Poucos homens públicos têm uma trajetória tão consistente e coerente quanto a de Flávio Dino, atual ministro da Justiça e indicado pelo presidente Lula para o Supremo Tribunal Federal. A indicação ainda precisa passar pelo crivo do Senado e sua sabatina está prevista para o próximo 13 de dezembro.
É muito simbólico que a sabatina de Dino ocorra em uma data que ainda assombra os brasileiros. Foi num 13 de dezembro, 55 anos atrás, que o general Costa e Silva editou o famigerado Ato Institucional no. 5, o AI-5, que radicalizou a repressão, tortura e assassinatos de opositores do regime, cassou mandatos de parlamentares e de três ministros do STF. A coincidência de datas não pode passar em branco, considerando os fatos mais recentes desde a eleição de Lula para seu terceiro mandato e a firme atuação de Flávio Dino em defesa da democracia neste país.
No primeiro ensaio terrorista a que assistimos, na noite de 12 de dezembro do ano passado, dia da diplomação de Lula no TSE, baderneiros golpistas incendiaram carros em Brasília e tentaram invadir a sede da Polícia Federal. As autoridades locais e federais permaneceram inertes. Dino, já ministro da Justiça indicado por Lula, tomou a iniciativa de se dirigir ao país, por meio da imprensa, para acalmar a sociedade e informar sobre as providências tomadas.

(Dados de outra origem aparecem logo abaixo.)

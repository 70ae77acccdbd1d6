use std::cmp::Ordering;

use chrono::{DateTime, Utc};

use super::scoring::MatchResult;
use crate::{JobPosting, Profile};

/// Ranking keys an entity contributes beyond its score.
///
/// Entities without recency or saturation data (profiles) return `None` and skip
/// those tie-breaks.
pub trait Rankable {
    fn rank_id(&self) -> i64;

    fn is_active(&self) -> bool {
        true
    }

    fn created_at(&self) -> Option<DateTime<Utc>> {
        None
    }

    fn applications_count(&self) -> Option<u32> {
        None
    }
}

impl Rankable for JobPosting {
    fn rank_id(&self) -> i64 {
        self.id
    }

    fn is_active(&self) -> bool {
        self.is_active
    }

    fn created_at(&self) -> Option<DateTime<Utc>> {
        Some(self.created_at)
    }

    fn applications_count(&self) -> Option<u32> {
        Some(self.applications_count)
    }
}

impl Rankable for Profile {
    fn rank_id(&self) -> i64 {
        self.id
    }
}

impl<T: Rankable + ?Sized> Rankable for &T {
    fn rank_id(&self) -> i64 {
        (**self).rank_id()
    }

    fn is_active(&self) -> bool {
        (**self).is_active()
    }

    fn created_at(&self) -> Option<DateTime<Utc>> {
        (**self).created_at()
    }

    fn applications_count(&self) -> Option<u32> {
        (**self).applications_count()
    }
}

/// score desc → newer posting → fewer applications → id asc
fn compare<E: Rankable>(a: &(E, MatchResult), b: &(E, MatchResult)) -> Ordering {
    let (left, left_result) = a;
    let (right, right_result) = b;

    right_result
        .score
        .total_cmp(&left_result.score)
        .then_with(|| right.created_at().cmp(&left.created_at()))
        .then_with(|| left.applications_count().cmp(&right.applications_count()))
        .then_with(|| left.rank_id().cmp(&right.rank_id()))
}

/// Orders scored entities and truncates to `limit` (`limit <= 0` keeps everything).
/// Inactive entities are dropped.
pub fn rank<E: Rankable>(scored: Vec<(E, MatchResult)>, limit: i64) -> Vec<(E, MatchResult)> {
    let mut ranked: Vec<_> = scored
        .into_iter()
        .filter(|(entity, _)| entity.is_active())
        .collect();

    ranked.sort_by(compare::<E>);

    if limit > 0 {
        ranked.truncate(usize::try_from(limit).unwrap_or(usize::MAX));
    }
    ranked
}

#[cfg(test)]
mod tests {
    use chrono::TimeZone;

    use super::*;
    use crate::matching::preferences::PreferenceFit;
    use crate::skill_normalizer::SkillSet;

    fn date(year: i32, month: u32, day: u32) -> DateTime<Utc> {
        Utc.with_ymd_and_hms(year, month, day, 0, 0, 0).unwrap()
    }

    fn job(id: i64, created_at: DateTime<Utc>, applications_count: u32) -> JobPosting {
        JobPosting {
            id,
            created_at,
            applications_count,
            ..JobPosting::default()
        }
    }

    fn result(job_id: i64, score: f64) -> MatchResult {
        MatchResult {
            job_id,
            profile_id: 1,
            score,
            matched_skills: SkillSet::new(),
            missing_skills: SkillSet::new(),
            preference_fit: PreferenceFit::default(),
        }
    }

    fn scored(jobs: &[(i64, f64, DateTime<Utc>, u32)]) -> Vec<(JobPosting, MatchResult)> {
        jobs.iter()
            .map(|(id, score, created_at, apps)| {
                (job(*id, *created_at, *apps), result(*id, *score))
            })
            .collect()
    }

    fn ids(ranked: &[(JobPosting, MatchResult)]) -> Vec<i64> {
        ranked.iter().map(|(job, _)| job.id).collect()
    }

    #[test]
    fn newer_posting_wins_equal_scores() {
        let ranked = rank(
            scored(&[
                (1, 80.0, date(2024, 1, 1), 0),
                (2, 80.0, date(2024, 2, 1), 0),
            ]),
            0,
        );
        assert_eq!(ids(&ranked), vec![2, 1]);
    }

    #[test]
    fn less_contested_posting_wins_after_recency() {
        let same_day = date(2024, 3, 1);
        let ranked = rank(
            scored(&[(1, 50.0, same_day, 12), (2, 50.0, same_day, 3), (3, 50.0, same_day, 3)]),
            0,
        );
        assert_eq!(ids(&ranked), vec![2, 3, 1]);
    }

    #[test]
    fn score_dominates_tie_breaks() {
        let ranked = rank(
            scored(&[
                (1, 40.0, date(2024, 6, 1), 0),
                (2, 90.0, date(2023, 1, 1), 100),
            ]),
            0,
        );
        assert_eq!(ids(&ranked), vec![2, 1]);
    }

    #[test]
    fn limit_truncates_to_highest_ranked() {
        let day = date(2024, 1, 1);
        let input = scored(&[
            (1, 20.0, day, 0),
            (2, 90.0, day, 0),
            (3, 55.0, day, 0),
            (4, 70.0, day, 0),
            (5, 10.0, day, 0),
        ]);

        assert_eq!(ids(&rank(input.clone(), 2)), vec![2, 4]);
        assert_eq!(rank(input.clone(), 0).len(), 5);
        assert_eq!(rank(input.clone(), -1).len(), 5);
        assert_eq!(rank(input, 50).len(), 5);
    }

    #[test]
    fn inactive_entities_are_excluded() {
        let mut input = scored(&[(1, 99.0, date(2024, 1, 1), 0), (2, 10.0, date(2024, 1, 1), 0)]);
        input[0].0.is_active = false;

        let ranked = rank(input, 0);
        assert_eq!(ids(&ranked), vec![2]);
    }

    #[test]
    fn output_is_permutation_of_active_input() {
        let day = date(2024, 5, 5);
        let input = scored(&[
            (9, 50.0, day, 1),
            (3, 50.0, day, 1),
            (7, 75.0, date(2024, 5, 6), 0),
            (1, 0.0, day, 0),
        ]);

        let mut ranked_ids = ids(&rank(input.clone(), 0));
        let mut input_ids = ids(&input);
        ranked_ids.sort();
        input_ids.sort();
        assert_eq!(ranked_ids, input_ids);
    }

    #[test]
    fn ranking_is_deterministic_with_identical_keys() {
        let day = date(2024, 1, 1);
        let input = scored(&[(5, 60.0, day, 2), (2, 60.0, day, 2), (8, 60.0, day, 2)]);
        let mut reversed = input.clone();
        reversed.reverse();

        assert_eq!(ids(&rank(input.clone(), 0)), vec![2, 5, 8]);
        assert_eq!(ids(&rank(input, 0)), ids(&rank(reversed, 0)));
    }

    #[test]
    fn profiles_fall_back_to_id_order() {
        let profiles = vec![
            (Profile { id: 30, ..Profile::default() }, result(1, 50.0)),
            (Profile { id: 10, ..Profile::default() }, result(1, 50.0)),
            (Profile { id: 20, ..Profile::default() }, result(1, 75.0)),
        ];

        let ranked = rank(profiles, 0);
        let order: Vec<i64> = ranked.iter().map(|(p, _)| p.id).collect();
        assert_eq!(order, vec![20, 10, 30]);
    }
}
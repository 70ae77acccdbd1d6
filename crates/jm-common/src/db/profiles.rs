use deadpool_postgres::PoolError;
use serde_json::Value;
use tokio_postgres::{Error as PgError, Row};
use tracing::{instrument, warn};

use crate::db::PgPool;
use crate::db::util::{TimedClientExt, parse_skill_list};
use crate::{Preferences, Profile};

#[derive(Debug, thiserror::Error)]
pub enum ProfileFetchError {
    #[error("failed to get postgres connection: {0}")]
    Pool(#[from] PoolError),
    #[error("postgres error: {0}")]
    Postgres(#[from] PgError),
    #[error("failed to map profile {profile_id}: {reason}")]
    Mapping { profile_id: i64, reason: String },
}

/// Unreadable preferences degrade to "no preference" instead of failing the profile.
fn parse_preferences(profile_id: i64, value: Option<Value>) -> Preferences {
    match value {
        None | Some(Value::Null) => Preferences::default(),
        Some(value) => serde_json::from_value(value).unwrap_or_else(|err| {
            warn!(profile_id, error = %err, "ignoring malformed preferences");
            Preferences::default()
        }),
    }
}

fn profile_from_row(row: &Row) -> Result<Profile, ProfileFetchError> {
    let id: i64 = row.get("id");
    let skills = parse_skill_list(row.get("skills"))
        .map_err(|reason| ProfileFetchError::Mapping { profile_id: id, reason })?;

    Ok(Profile {
        id,
        skills,
        preferences: parse_preferences(id, row.get("preferences")),
    })
}

#[instrument(skip(pool))]
pub async fn fetch_profile(
    pool: &PgPool,
    profile_id: i64,
) -> Result<Option<Profile>, ProfileFetchError> {
    let client = pool.get().await?;

    client
        .timed_query_opt(
            "SELECT id, skills, preferences FROM jobboard.job_seekers WHERE id = $1",
            &[&profile_id],
            "fetch_profile",
        )
        .await?
        .as_ref()
        .map(profile_from_row)
        .transpose()
}

/// Profiles of everyone who applied to `job_id`, in profile id order.
#[instrument(skip(pool))]
pub async fn fetch_applicant_profiles(
    pool: &PgPool,
    job_id: i64,
) -> Result<Vec<Profile>, ProfileFetchError> {
    let client = pool.get().await?;

    let rows = client
        .timed_query(
            "SELECT js.id, js.skills, js.preferences \
             FROM jobboard.applications a \
             JOIN jobboard.job_seekers js ON js.id = a.job_seeker_id \
             WHERE a.job_id = $1 \
             ORDER BY js.id",
            &[&job_id],
            "fetch_applicant_profiles",
        )
        .await?;

    rows.iter().map(profile_from_row).collect()
}

#[cfg(test)]
mod tests {
    use serde_json::json;

    use super::*;
    use crate::SalaryRange;

    #[test]
    fn parses_stored_preferences() {
        let prefs = parse_preferences(
            1,
            Some(json!({
                "job_types": ["Contract"],
                "locations": ["Berlin"],
                "salary_range": {"min": 50000, "max": 70000},
                "remote_work": true
            })),
        );
        assert_eq!(prefs.job_types, vec!["Contract".to_string()]);
        assert_eq!(prefs.salary_range, SalaryRange::new(50_000, 70_000));
        assert!(prefs.remote_ok);
    }

    #[test]
    fn malformed_preferences_fall_back_to_default() {
        assert_eq!(parse_preferences(1, Some(json!("remote please"))), Preferences::default());
        assert_eq!(parse_preferences(1, None), Preferences::default());
    }
}
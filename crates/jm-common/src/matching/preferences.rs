use serde::{Deserialize, Serialize};

use crate::{JobPosting, JobType, Preferences};

/// Per-dimension fit between seeker preferences and a posting.
///
/// `None` means the dimension could not be judged (no stated preference or no data
/// on the posting). Informational only: it never feeds the match score or ordering.
#[derive(Debug, Clone, Copy, Default, PartialEq, Eq, Serialize, Deserialize)]
pub struct PreferenceFit {
    pub job_type: Option<bool>,
    pub location: Option<bool>,
    pub salary: Option<bool>,
}

impl PreferenceFit {
    /// True when no judged dimension is a mismatch.
    pub fn is_compatible(&self) -> bool {
        [self.job_type, self.location, self.salary]
            .iter()
            .all(|fit| fit.unwrap_or(true))
    }
}

fn is_remote(job: &JobPosting) -> bool {
    job.job_type == JobType::Remote || job.location.to_lowercase().contains("remote")
}

fn job_type_fit(preferences: &Preferences, job: &JobPosting) -> Option<bool> {
    if preferences.job_types.is_empty() {
        return None;
    }
    let label = job.job_type.as_ref();
    Some(
        preferences
            .job_types
            .iter()
            .any(|wanted| wanted.trim().eq_ignore_ascii_case(label)),
    )
}

fn location_fit(preferences: &Preferences, job: &JobPosting) -> Option<bool> {
    let wanted: Vec<String> = preferences
        .locations
        .iter()
        .map(|location| location.trim().to_lowercase())
        .filter(|location| !location.is_empty())
        .collect();
    if wanted.is_empty() {
        return None;
    }

    if preferences.remote_ok && is_remote(job) {
        return Some(true);
    }

    let job_location = job.location.to_lowercase();
    Some(wanted.iter().any(|location| job_location.contains(location.as_str())))
}

fn salary_fit(preferences: &Preferences, job: &JobPosting) -> Option<bool> {
    if preferences.salary_range.is_unspecified() || job.salary_range.is_unspecified() {
        return None;
    }
    Some(preferences.salary_range.overlaps(&job.salary_range))
}

pub fn evaluate_preferences(preferences: &Preferences, job: &JobPosting) -> PreferenceFit {
    PreferenceFit {
        job_type: job_type_fit(preferences, job),
        location: location_fit(preferences, job),
        salary: salary_fit(preferences, job),
    }
}
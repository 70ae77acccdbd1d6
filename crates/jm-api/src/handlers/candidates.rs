use axum::{
    Json,
    extract::{Path, Query, State},
};
use tracing::info;

use jm_common::api::CandidatesResponse;
use jm_common::db::{fetch_applicant_profiles, fetch_job, update_skill_match_percentages};
use jm_common::matching::MatchResult;

use crate::SharedState;
use crate::auth::AuthUser;
use crate::error::ApiError;
use crate::handlers::pagination::{DEFAULT_LIMIT, clamp_limit};
use crate::handlers::recommendations::LimitQuery;

/// Every applicant of `job_id`, ranked. Callers must own the job unless they are admins.
async fn rank_applicants(
    state: &SharedState,
    auth: &AuthUser,
    job_id: i64,
) -> Result<Vec<MatchResult>, ApiError> {
    auth.require_recruiter()?;

    let job = fetch_job(&state.pool, job_id)
        .await?
        .ok_or_else(|| ApiError::NotFound(format!("job {job_id} not found")))?;
    auth.require_job_owner(&job)?;

    let applicants = fetch_applicant_profiles(&state.pool, job_id).await?;
    Ok(state.service.match_candidates(&job, &applicants, 0)?)
}

pub async fn list_candidates(
    State(state): State<SharedState>,
    Path(job_id): Path<i64>,
    Query(query): Query<LimitQuery>,
    auth: AuthUser,
) -> Result<Json<CandidatesResponse>, ApiError> {
    let limit = clamp_limit(query.limit, DEFAULT_LIMIT);
    let ranked = rank_applicants(&state, &auth, job_id).await?;

    let response = CandidatesResponse::from_ranked(job_id, ranked, limit, None);
    info!(
        job_id,
        subject = %auth.subject,
        applicants = response.total,
        returned = response.candidates.len(),
        "candidate matches computed"
    );

    Ok(Json(response))
}

/// Rescores every applicant and writes the scores to
/// `applications.skill_match_percentage`.
pub async fn refresh_candidate_scores(
    State(state): State<SharedState>,
    Path(job_id): Path<i64>,
    Query(query): Query<LimitQuery>,
    auth: AuthUser,
) -> Result<Json<CandidatesResponse>, ApiError> {
    let limit = clamp_limit(query.limit, DEFAULT_LIMIT);
    let ranked = rank_applicants(&state, &auth, job_id).await?;

    let persisted = update_skill_match_percentages(&state.pool, job_id, &ranked).await?;
    info!(
        job_id,
        subject = %auth.subject,
        applicants = ranked.len(),
        persisted,
        "candidate scores persisted"
    );

    Ok(Json(CandidatesResponse::from_ranked(
        job_id,
        ranked,
        limit,
        Some(persisted),
    )))
}
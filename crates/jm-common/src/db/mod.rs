pub mod applications;
pub mod jobs;
pub mod migrations;
pub mod pool;
pub mod profiles;
pub mod util;

pub use applications::{ApplicationStorageError, update_skill_match_percentages};
pub use jobs::{JobFetchError, fetch_active_jobs, fetch_job};
pub use migrations::{MigrationError, run_migrations};
pub use pool::{DbPoolError, PgPool, create_pool_from_url, create_pool_from_url_checked};
pub use profiles::{ProfileFetchError, fetch_applicant_profiles, fetch_profile};
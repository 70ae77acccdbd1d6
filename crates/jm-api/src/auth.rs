use axum::async_trait;
use axum::extract::{FromRef, FromRequestParts};
use axum::http::header::AUTHORIZATION;
use axum::http::request::Parts;
use clap::ValueEnum;
use jsonwebtoken::{Algorithm, DecodingKey, Validation, decode};
use jm_common::JobPosting;
use serde::Deserialize;

use crate::error::ApiError;

#[derive(Debug, Clone, Copy, PartialEq, Eq, ValueEnum)]
#[value(rename_all = "snake_case")]
pub enum AuthMode {
    ApiKey,
    Jwt,
}

#[derive(Debug, Clone, Copy, PartialEq, Eq, ValueEnum)]
#[value(rename_all = "lower")]
pub enum JwtAlgorithm {
    Hs256,
    Hs384,
    Hs512,
    Rs256,
    Rs384,
    Rs512,
    Es256,
    Es384,
}

/// Which kind of verification key an algorithm needs.
#[derive(Debug, Clone, Copy, PartialEq, Eq)]
pub enum JwtKeyKind {
    Secret,
    RsaPem,
    EcPem,
}

impl JwtAlgorithm {
    pub fn key_kind(self) -> JwtKeyKind {
        match self {
            JwtAlgorithm::Hs256 | JwtAlgorithm::Hs384 | JwtAlgorithm::Hs512 => JwtKeyKind::Secret,
            JwtAlgorithm::Rs256 | JwtAlgorithm::Rs384 | JwtAlgorithm::Rs512 => JwtKeyKind::RsaPem,
            JwtAlgorithm::Es256 | JwtAlgorithm::Es384 => JwtKeyKind::EcPem,
        }
    }

    fn algorithm(self) -> Algorithm {
        match self {
            JwtAlgorithm::Hs256 => Algorithm::HS256,
            JwtAlgorithm::Hs384 => Algorithm::HS384,
            JwtAlgorithm::Hs512 => Algorithm::HS512,
            JwtAlgorithm::Rs256 => Algorithm::RS256,
            JwtAlgorithm::Rs384 => Algorithm::RS384,
            JwtAlgorithm::Rs512 => Algorithm::RS512,
            JwtAlgorithm::Es256 => Algorithm::ES256,
            JwtAlgorithm::Es384 => Algorithm::ES384,
        }
    }
}

#[derive(Debug, Clone)]
pub struct AuthConfig {
    pub mode: AuthMode,
    pub api_key: Option<String>,
    pub jwt_secret: Option<String>,
    pub jwt_public_key: Option<String>,
    pub jwt_algorithm: JwtAlgorithm,
}

impl AuthConfig {
    pub fn api_key(key: impl Into<String>) -> Self {
        Self {
            mode: AuthMode::ApiKey,
            api_key: Some(key.into()),
            jwt_secret: None,
            jwt_public_key: None,
            jwt_algorithm: JwtAlgorithm::Hs512,
        }
    }

    fn decoding_key(&self) -> Result<DecodingKey, ApiError> {
        match self.jwt_algorithm.key_kind() {
            JwtKeyKind::Secret => self
                .jwt_secret
                .as_deref()
                .map(|secret| DecodingKey::from_secret(secret.as_bytes()))
                .ok_or_else(|| ApiError::Unauthorized("missing JWT_SECRET".into())),
            kind => {
                let pem = self
                    .jwt_public_key
                    .as_deref()
                    .ok_or_else(|| ApiError::Unauthorized("missing JWT_PUBLIC_KEY".into()))?;
                let key = if kind == JwtKeyKind::RsaPem {
                    DecodingKey::from_rsa_pem(pem.as_bytes())
                } else {
                    DecodingKey::from_ec_pem(pem.as_bytes())
                };
                key.map_err(|err| ApiError::Internal(format!("invalid JWT_PUBLIC_KEY: {err}")))
            }
        }
    }
}

/// What a caller may see. Tokens carry it in the `role` claim; the API key acts as an
/// internal service and is treated as `Admin`.
#[derive(Debug, Clone, Copy, PartialEq, Eq, Deserialize)]
#[serde(rename_all = "snake_case")]
pub enum Role {
    JobSeeker,
    Recruiter,
    Admin,
}

/// Authenticated caller. Handlers never see raw credentials.
#[derive(Debug, Clone)]
pub struct AuthUser {
    pub subject: String,
    pub role: Role,
    /// Job seeker id for seekers, recruiter id for recruiters.
    pub user_id: Option<i64>,
}

impl AuthUser {
    /// Seekers reach only their own profile.
    pub fn require_seeker(&self, profile_id: i64) -> Result<(), ApiError> {
        match self.role {
            Role::Admin => Ok(()),
            Role::JobSeeker if self.user_id == Some(profile_id) => Ok(()),
            role => Err(ApiError::Forbidden(format!(
                "{} ({role:?}) may not read job seeker {profile_id}",
                self.subject
            ))),
        }
    }

    pub fn require_recruiter(&self) -> Result<(), ApiError> {
        match self.role {
            Role::Admin | Role::Recruiter => Ok(()),
            Role::JobSeeker => Err(ApiError::Forbidden(format!(
                "{} is not a recruiter",
                self.subject
            ))),
        }
    }

    /// Recruiters reach only the applicants of postings they own.
    pub fn require_job_owner(&self, job: &JobPosting) -> Result<(), ApiError> {
        self.require_recruiter()?;
        if self.role == Role::Admin
            || (self.user_id.is_some() && job.recruiter_id == self.user_id)
        {
            return Ok(());
        }
        Err(ApiError::Forbidden(format!("{} does not own job {}", self.subject, job.id)))
    }
}

#[derive(Debug, Deserialize)]
struct Claims {
    sub: String,
    role: Role,
    #[serde(default)]
    user_id: Option<i64>,
}

#[async_trait]
impl<S> FromRequestParts<S> for AuthUser
where
    AuthConfig: FromRef<S>,
    S: Send + Sync,
{
    type Rejection = ApiError;

    async fn from_request_parts(parts: &mut Parts, state: &S) -> Result<Self, Self::Rejection> {
        let config = AuthConfig::from_ref(state);

        match config.mode {
            AuthMode::ApiKey => authorize_api_key(parts, &config),
            AuthMode::Jwt => authorize_jwt(parts, &config),
        }
    }
}

fn authorize_api_key(parts: &Parts, config: &AuthConfig) -> Result<AuthUser, ApiError> {
    let expected = config
        .api_key
        .as_deref()
        .ok_or_else(|| ApiError::Unauthorized("missing JM_API_KEY".into()))?;

    let provided = parts
        .headers
        .get("x-api-key")
        .and_then(|value| value.to_str().ok())
        .ok_or_else(|| ApiError::Unauthorized("missing X-API-Key header".into()))?;

    if provided != expected {
        return Err(ApiError::Unauthorized("invalid API key".into()));
    }

    Ok(AuthUser {
        subject: "api_key".to_string(),
        role: Role::Admin,
        user_id: None,
    })
}

fn authorize_jwt(parts: &Parts, config: &AuthConfig) -> Result<AuthUser, ApiError> {
    let token = parts
        .headers
        .get(AUTHORIZATION)
        .and_then(|value| value.to_str().ok())
        .ok_or_else(|| ApiError::Unauthorized("missing Authorization header".into()))?
        .strip_prefix("Bearer ")
        .ok_or_else(|| ApiError::Unauthorized("expected Bearer token".into()))?;

    let validation = Validation::new(config.jwt_algorithm.algorithm());
    let claims = decode::<Claims>(token, &config.decoding_key()?, &validation)
        .map_err(|err| ApiError::Unauthorized(format!("invalid token: {err}")))?
        .claims;

    // Tokens without a `user_id` claim identify the user by a numeric subject.
    let user_id = claims.user_id.or_else(|| claims.sub.parse().ok());

    Ok(AuthUser {
        subject: claims.sub,
        role: claims.role,
        user_id,
    })
}

#[cfg(test)]
mod tests {
    use axum::http::Request;
    use jsonwebtoken::{EncodingKey, Header, encode, get_current_timestamp};
    use serde_json::{Value, json};

    use super::*;

    fn parts(header: Option<(&str, &str)>) -> Parts {
        let mut builder = Request::builder().uri("/api/match");
        if let Some((name, value)) = header {
            builder = builder.header(name, value);
        }
        builder.body(()).unwrap().into_parts().0
    }

    fn jwt_config(secret: &str) -> AuthConfig {
        AuthConfig {
            mode: AuthMode::Jwt,
            api_key: None,
            jwt_secret: Some(secret.into()),
            jwt_public_key: None,
            jwt_algorithm: JwtAlgorithm::Hs256,
        }
    }

    fn token(secret: &str, claims: Value) -> String {
        encode(
            &Header::new(Algorithm::HS256),
            &claims,
            &EncodingKey::from_secret(secret.as_bytes()),
        )
        .unwrap()
    }

    fn recruiter_claims(exp: u64) -> Value {
        json!({"sub": "recruiter-7", "role": "recruiter", "user_id": 7, "exp": exp})
    }

    fn user(role: Role, user_id: Option<i64>) -> AuthUser {
        AuthUser {
            subject: "caller".into(),
            role,
            user_id,
        }
    }

    fn owned_job(recruiter_id: Option<i64>) -> JobPosting {
        JobPosting {
            id: 9,
            recruiter_id,
            ..JobPosting::default()
        }
    }

    #[tokio::test]
    async fn api_key_must_match() {
        let config = AuthConfig::api_key("secret-key");

        let mut ok = parts(Some(("x-api-key", "secret-key")));
        let user = AuthUser::from_request_parts(&mut ok, &config).await.unwrap();
        assert_eq!(user.subject, "api_key");
        assert_eq!(user.role, Role::Admin);

        let mut wrong = parts(Some(("x-api-key", "nope")));
        assert!(matches!(
            AuthUser::from_request_parts(&mut wrong, &config).await,
            Err(ApiError::Unauthorized(_))
        ));

        let mut missing = parts(None);
        assert!(AuthUser::from_request_parts(&mut missing, &config).await.is_err());
    }

    #[tokio::test]
    async fn accepts_valid_bearer_token() {
        let config = jwt_config("jwt-secret");
        let claims = recruiter_claims(get_current_timestamp() + 600);
        let bearer = format!("Bearer {}", token("jwt-secret", claims));

        let mut request = parts(Some(("authorization", bearer.as_str())));
        let user = AuthUser::from_request_parts(&mut request, &config).await.unwrap();
        assert_eq!(user.subject, "recruiter-7");
        assert_eq!(user.role, Role::Recruiter);
        assert_eq!(user.user_id, Some(7));
    }

    #[tokio::test]
    async fn numeric_subject_stands_in_for_user_id() {
        let config = jwt_config("jwt-secret");
        let exp = get_current_timestamp() + 600;
        let claims = json!({"sub": "12", "role": "job_seeker", "exp": exp});
        let bearer = format!("Bearer {}", token("jwt-secret", claims));

        let mut request = parts(Some(("authorization", bearer.as_str())));
        let user = AuthUser::from_request_parts(&mut request, &config).await.unwrap();
        assert_eq!(user.role, Role::JobSeeker);
        assert_eq!(user.user_id, Some(12));
    }

    #[tokio::test]
    async fn rejects_bad_signature_expired_and_roleless_tokens() {
        let config = jwt_config("jwt-secret");
        let now = get_current_timestamp();

        let forged = format!("Bearer {}", token("other-secret", recruiter_claims(now + 600)));
        let mut request = parts(Some(("authorization", forged.as_str())));
        assert!(AuthUser::from_request_parts(&mut request, &config).await.is_err());

        let expired = format!("Bearer {}", token("jwt-secret", recruiter_claims(now - 3600)));
        let mut request = parts(Some(("authorization", expired.as_str())));
        assert!(AuthUser::from_request_parts(&mut request, &config).await.is_err());

        let roleless = json!({"sub": "5", "exp": now + 600});
        let roleless = format!("Bearer {}", token("jwt-secret", roleless));
        let mut request = parts(Some(("authorization", roleless.as_str())));
        assert!(matches!(
            AuthUser::from_request_parts(&mut request, &config).await,
            Err(ApiError::Unauthorized(_))
        ));

        let mut request = parts(Some(("authorization", "Token abc")));
        assert!(AuthUser::from_request_parts(&mut request, &config).await.is_err());
    }

    #[test]
    fn seekers_only_reach_their_own_profile() {
        assert!(user(Role::JobSeeker, Some(4)).require_seeker(4).is_ok());
        assert!(user(Role::Admin, None).require_seeker(4).is_ok());

        assert!(matches!(
            user(Role::JobSeeker, Some(5)).require_seeker(4),
            Err(ApiError::Forbidden(_))
        ));
        assert!(matches!(
            user(Role::JobSeeker, None).require_seeker(4),
            Err(ApiError::Forbidden(_))
        ));
        assert!(matches!(
            user(Role::Recruiter, Some(4)).require_seeker(4),
            Err(ApiError::Forbidden(_))
        ));
    }

    #[test]
    fn applicants_need_recruiter_role() {
        assert!(user(Role::Recruiter, Some(7)).require_recruiter().is_ok());
        assert!(user(Role::Admin, None).require_recruiter().is_ok());
        assert!(matches!(
            user(Role::JobSeeker, Some(7)).require_recruiter(),
            Err(ApiError::Forbidden(_))
        ));
    }

    #[test]
    fn recruiters_only_reach_jobs_they_own() {
        assert!(user(Role::Recruiter, Some(7)).require_job_owner(&owned_job(Some(7))).is_ok());
        assert!(user(Role::Admin, None).require_job_owner(&owned_job(Some(7))).is_ok());
        assert!(user(Role::Admin, None).require_job_owner(&owned_job(None)).is_ok());

        for (caller, job) in [
            (user(Role::Recruiter, Some(8)), owned_job(Some(7))),
            (user(Role::Recruiter, Some(7)), owned_job(None)),
            (user(Role::Recruiter, None), owned_job(None)),
            (user(Role::JobSeeker, Some(7)), owned_job(Some(7))),
        ] {
            assert!(
                matches!(caller.require_job_owner(&job), Err(ApiError::Forbidden(_))),
                "{caller:?}"
            );
        }
    }

    #[test]
    fn key_kinds_follow_algorithm_family() {
        assert_eq!(JwtAlgorithm::Hs512.key_kind(), JwtKeyKind::Secret);
        assert_eq!(JwtAlgorithm::Rs256.key_kind(), JwtKeyKind::RsaPem);
        assert_eq!(JwtAlgorithm::Es384.key_kind(), JwtKeyKind::EcPem);
    }
}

Naquele momento, Dino disse a que veio, mostrando-se como um dos combatentes mais firmes pela democracia, com atuação decisiva no domingo infame, em 8 de janeiro, quando a violência golpista resultou na depredação das sedes dos três poderes da República. Foi o maior ataque às instituições democráticas no Brasil, como nunca se havia visto desde o fim da ditadura.
Dino chegará ao STF (assim espero) no momento em que a corte transformou-se no maior dique de contenção do golpismo e do projeto fascista no Brasil. Suas maiores credenciais são a defesa da democracia, do pacto constitucional de 1988 e do Estado democrático de Direito.
Mas a trajetória de Dino na vida pública vai além. Juiz federal de carreira, deputado federal, governador do Maranhão por dois mandatos seguidos e eleito senador em 2022. Quando eleito em 2014, pelo PC do B (hoje está no PSB), para o primeiro mandato de governador, conseguiu a façanha de derrotar o clã Sarney, repetindo a dose em 2018.
Durante a pandemia, enquanto Bolsonaro empurrava cloroquina goela abaixo dos brasileiros e mandava a população ir às ruas, como quem manda gado para o matadouro, Dino comandou uma operação cinematográfica para importar respiradores da China. A saga está contada no livro “Operação Secreta Etiópia-Maranhão”, de Wagner William (editora Vestígio). A operação desviou-se das rotas tradicionais de importação. Passou pela África para chegar ao Brasil e garantir a entrega dos equipamentos hospitalares mais procurados do mundo naquele momento. Tudo foi feito em sigilo porque o governo federal, se soubesse, sabotaria a importação.
Diferentemente de quem se acha elite intelectual no país e classifica notório saber apenas pela quantidade de livros ou teses que alguém escreveu, Dino tem a vantagem de conciliar saber jurídico com o conhecimento do que é o Brasil, nossa construção oligárquica e hierarquizada em camadas sobre camadas de privilégios. Dino fala português e não “juridiquês”. Construiu perfil de estadista, mas seu retorno à magistratura fará bem ao país. É o homem certo, no lugar certo e na hora certa neste momento de tantas incertezas no Brasil.
Por fim, uma nota de caráter pessoal. Flávio Dino conheceu a dor mais dilacerante que um pai pode sentir. Em fevereiro de 2012, perdeu o filho, Marcelo, aos 13 anos, durante internação para tratar uma crise de asma. Esteja onde estiver, Marcelo deve estar sentindo imenso orgulho do pai.